American academic administrator (1833–1913)

George Dana Boardman Pepper (February 5, 1833 - January 30, 1913) was an American academic administrator who served as the 9th president of Colby College from 1882 to 1889.

==Early life and education==
Pepper was born in Ware, Massachusetts, the youngest of five children. He attended the Williston Seminary (now called the Williston Northampton School) for three years before entering Amherst College at the age of 21 in 1853. In 1857, he attended the Andover Theological Seminary (now called the Andover Newton Theological School).

==Career==

He was hired as the pastor of the First Baptist Church in Waterville, Maine in 1860, and married Annie Grassie in the same year. In 1865 he was called to the chair of Church History in Newton, Massachusetts. In 1867, he accepted the chair of Systematic Theology at the Crozer Theological Seminary, where he remained for 15 years. In 1882 he was called to the presidency of Colby College as a result of acquaintances he had made during his time in Waterville. Notably, his essay "The School and the Church" reads in part "This shows that we must keep the church in schools." He left in 1889 for health reasons, but returned in 1892 as the chair of Biblical Literature. In 1900, he retired for the last time on account of his failing health, and remained in Waterville with his wife. His last public appearance was the Commencement Dinner of 1912.

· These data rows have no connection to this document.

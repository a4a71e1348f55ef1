//! Address display formats
//!
//! On the wire an address is a 20-byte [`ShortId`]. For display it is
//! bech32-encoded with the network HRP and prefixed with the chain alias,
//! e.g. `X-avax1...`. C-chain accounts use [`EthAddress`].

use crate::ids::ShortId;
use crate::{Error, Result};
use bech32::{Bech32, Hrp};
use std::fmt;
use std::str::FromStr;

/// Format `addr` as `ALIAS-hrp1...`
pub fn format_address(alias: &str, hrp: &str, addr: &ShortId) -> Result<String> {
    let hrp = Hrp::parse(hrp)
        .map_err(|e| Error::InvalidAddress(format!("bad HRP {}: {}", hrp, e)))?;
    let encoded = bech32::encode::<Bech32>(hrp, addr.as_bytes())
        .map_err(|e| Error::InvalidAddress(format!("bech32 encode: {}", e)))?;
    Ok(format!("{}-{}", alias, encoded))
}

/// A parsed display address
#[derive(Debug, Clone, PartialEq, Eq)]
pub struct ParsedAddress {
    /// Chain alias before the dash (`X`, `P`, `C` or a blockchain ID)
    pub alias: String,
    /// Bech32 HRP
    pub hrp: String,
    /// Address bytes
    pub id: ShortId,
}

/// Parse `ALIAS-hrp1...`
pub fn parse_address(s: &str) -> Result<ParsedAddress> {
    let (alias, body) = s
        .split_once('-')
        .ok_or_else(|| Error::InvalidAddress(format!("missing chain alias: {}", s)))?;
    if alias.is_empty() {
        return Err(Error::InvalidAddress(format!("empty chain alias: {}", s)));
    }
    let (hrp, data) =
        bech32::decode(body).map_err(|e| Error::InvalidAddress(format!("{}: {}", s, e)))?;
    let id = ShortId::from_slice(&data)?;
    Ok(ParsedAddress {
        alias: alias.to_string(),
        hrp: hrp.as_str().to_ascii_lowercase(),
        id,
    })
}

/// An address as callers supply it
#[derive(Debug, Clone, PartialEq, Eq)]
pub enum AddressInput {
    /// Raw 20-byte address
    Raw(ShortId),
    /// `ALIAS-hrp1...` string
    Encoded(String),
}

impl From<ShortId> for AddressInput {
    fn from(id: ShortId) -> Self {
        AddressInput::Raw(id)
    }
}

impl From<&str> for AddressInput {
    fn from(s: &str) -> Self {
        AddressInput::Encoded(s.to_string())
    }
}

impl From<String> for AddressInput {
    fn from(s: String) -> Self {
        AddressInput::Encoded(s)
    }
}

/// Resolve a set of addresses to raw IDs.
///
/// Encoded addresses in one set must share a chain alias; mixing `X-` and
/// `P-` destinations fails with [`Error::InvalidAddress`].
pub fn resolve_addresses(inputs: &[AddressInput]) -> Result<Vec<ShortId>> {
    let mut alias: Option<String> = None;
    let mut out = Vec::with_capacity(inputs.len());
    for input in inputs {
        match input {
            AddressInput::Raw(id) => out.push(*id),
            AddressInput::Encoded(s) => {
                let parsed = parse_address(s)?;
                match &alias {
                    Some(seen) if *seen != parsed.alias => {
                        return Err(Error::InvalidAddress(format!(
                            "mixed chain prefixes {} and {} in one address set",
                            seen, parsed.alias
                        )));
                    }
                    Some(_) => {}
                    None => alias = Some(parsed.alias.clone()),
                }
                out.push(parsed.id);
            }
        }
    }
    Ok(out)
}

/// C-chain account address
#[derive(Debug, Clone, Copy, PartialEq, Eq, Hash, PartialOrd, Ord, Default)]
pub struct EthAddress(pub [u8; 20]);

impl EthAddress {
    /// Build from a slice
    pub fn from_slice(bytes: &[u8]) -> Result<Self> {
        let arr: [u8; 20] = bytes.try_into().map_err(|_| {
            Error::InvalidAddress(format!("EVM address must be 20 bytes, got {}", bytes.len()))
        })?;
        Ok(Self(arr))
    }

    /// Raw bytes
    pub fn as_bytes(&self) -> &[u8; 20] {
        &self.0
    }
}

impl fmt::Display for EthAddress {
    fn fmt(&self, f: &mut fmt::Formatter<'_>) -> fmt::Result {
        write!(f, "0x{}", hex::encode(self.0))
    }
}

impl FromStr for EthAddress {
    type Err = Error;

    fn from_str(s: &str) -> Result<Self> {
        let digits = s.strip_prefix("0x").or_else(|| s.strip_prefix("0X")).unwrap_or(s);
        let bytes = hex::decode(digits)
            .map_err(|e| Error::InvalidAddress(format!("{}: {}", s, e)))?;
        Self::from_slice(&bytes)
    }
}

#[cfg(test)]
mod tests {
    use super::*;

    #[test]
    fn test_format_known_vector() {
        let id = ShortId([0u8; 20]);
        assert_eq!(
            format_address("X", "avax", &id).unwrap(),
            "X-avax1qqqqqqqqqqqqqqqqqqqqqqqqqqqqqqqqxpdk7q"
        );
    }

    #[test]
    fn test_roundtrip() {
        let id = ShortId([0x3c; 20]);
        let s = format_address("P", "fuji", &id).unwrap();
        assert!(s.starts_with("P-fuji1"));
        let parsed = parse_address(&s).unwrap();
        assert_eq!(parsed.alias, "P");
        assert_eq!(parsed.hrp, "fuji");
        assert_eq!(parsed.id, id);
    }

    #[test]
    fn test_parse_rejects_garbage() {
        assert!(matches!(parse_address("avax1qqq"), Err(Error::InvalidAddress(_))));
        assert!(matches!(parse_address("X-avax1zzzz"), Err(Error::InvalidAddress(_))));
        assert!(matches!(parse_address("-avax1qqq"), Err(Error::InvalidAddress(_))));
    }

    #[test]
    fn test_parse_rejects_wrong_length() {
        let hrp = Hrp::parse("avax").unwrap();
        let body = bech32::encode::<Bech32>(hrp, &[1u8; 19]).unwrap();
        assert!(matches!(
            parse_address(&format!("X-{}", body)),
            Err(Error::InvalidAddress(_))
        ));
    }

    #[test]
    fn test_resolve_mixed_prefixes() {
        let a = format_address("X", "avax", &ShortId([1; 20])).unwrap();
        let b = format_address("P", "avax", &ShortId([2; 20])).unwrap();
        let c = format_address("X", "avax", &ShortId([3; 20])).unwrap();

        let ok = resolve_addresses(&[a.clone().into(), c.into(), ShortId([4; 20]).into()]).unwrap();
        assert_eq!(ok, vec![ShortId([1; 20]), ShortId([3; 20]), ShortId([4; 20])]);

        assert!(matches!(
            resolve_addresses(&[a.into(), b.into()]),
            Err(Error::InvalidAddress(_))
        ));
    }

    #[test]
    fn test_eth_address() {
        let addr: EthAddress = "0x8db97C7cEcE249c2b98bDC0226Cc4C2A57BF52FC".parse().unwrap();
        assert_eq!(addr.to_string(), "0x8db97c7cece249c2b98bdc0226cc4c2a57bf52fc");
        assert!("0x1234".parse::<EthAddress>().is_err());
    }
}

The average attendance at Colby during Pepper's tenure was around 120. At the time of Pepper's retirement, the school's endowment funds had risen to $505,767. His resignation was accompanied by a recommendation that Albion Woodbury Small be appointed his successor.

During his career, Pepper received a handful of honorary degrees, including a D.D. from Amherst College, Brown University, and Colby College, and a LL.D. from the University at Lewisburg (now Bucknell University) and Colby College.

==Publishings==
- “Outlines of Theology.” Manuscript on paper. Upland, PA, 1871, 276pp.